>>>>>
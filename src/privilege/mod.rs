//! Privileged removal.
//!
//! [`PrivilegeEscalator`] asks once for confirmation, then tries the
//! privileged helper daemon ([`HelperClient`]) and, only if that fails,
//! an administrator-prompt shell command ([`AdminShellChannel`]).

pub mod confirm;
pub mod escalator;
pub mod fallback;
pub mod helper;
pub mod resolution;

use async_trait::async_trait;

use crate::common::errors::PrivilegeDenial;

pub use confirm::{AutoConfirm, ConfirmationRequest, Confirmer, DenyAll, TerminalConfirmer};
pub use escalator::PrivilegeEscalator;
pub use fallback::{AdminShellChannel, CommandOutput, CommandRunner, TokioCommandRunner};
pub use helper::{HelperClient, HelperPolicy, HelperReply, HelperRequest, HELPER_TIMEOUT};
pub use resolution::Resolution;

/// Outcome of a privileged removal. Cancellation is a normal outcome, not an error.
#[derive(Debug, Clone, PartialEq, Eq)]
pub enum PrivilegedResult {
    Success,
    Cancelled,
    Failure(String),
}

impl PrivilegedResult {
    /// Fold a denial into the three-way result
    pub fn from_denial(denial: PrivilegeDenial) -> Self {
        match denial {
            PrivilegeDenial::Cancelled => PrivilegedResult::Cancelled,
            other => PrivilegedResult::Failure(other.to_string()),
        }
    }

    pub fn is_success(&self) -> bool {
        matches!(self, PrivilegedResult::Success)
    }

    pub fn into_result(self) -> Result<(), PrivilegeDenial> {
        match self {
            PrivilegedResult::Success => Ok(()),
            PrivilegedResult::Cancelled => Err(PrivilegeDenial::Cancelled),
            PrivilegedResult::Failure(message) if message == PrivilegeDenial::Timeout.to_string() => {
                Err(PrivilegeDenial::Timeout)
            }
            PrivilegedResult::Failure(message) => Err(PrivilegeDenial::ChannelFailure(message)),
        }
    }
}

/// One way of removing paths with elevated rights
#[async_trait]
pub trait PrivilegedChannel: Send + Sync {
    /// Short label for logs
    fn name(&self) -> &'static str;

    async fn remove_items(&self, paths: &[String]) -> PrivilegedResult;
}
<<<<<
PROMPT - In the entries above, find each line with the string "message" and copy it.

SOLUTION FOR THIS PROBLEM -
            PrivilegedResult::Failure(message) if message == PrivilegeDenial::Timeout.to_string() => {
            PrivilegedResult::Failure(message) => Err(PrivilegeDenial::ChannelFailure(message)),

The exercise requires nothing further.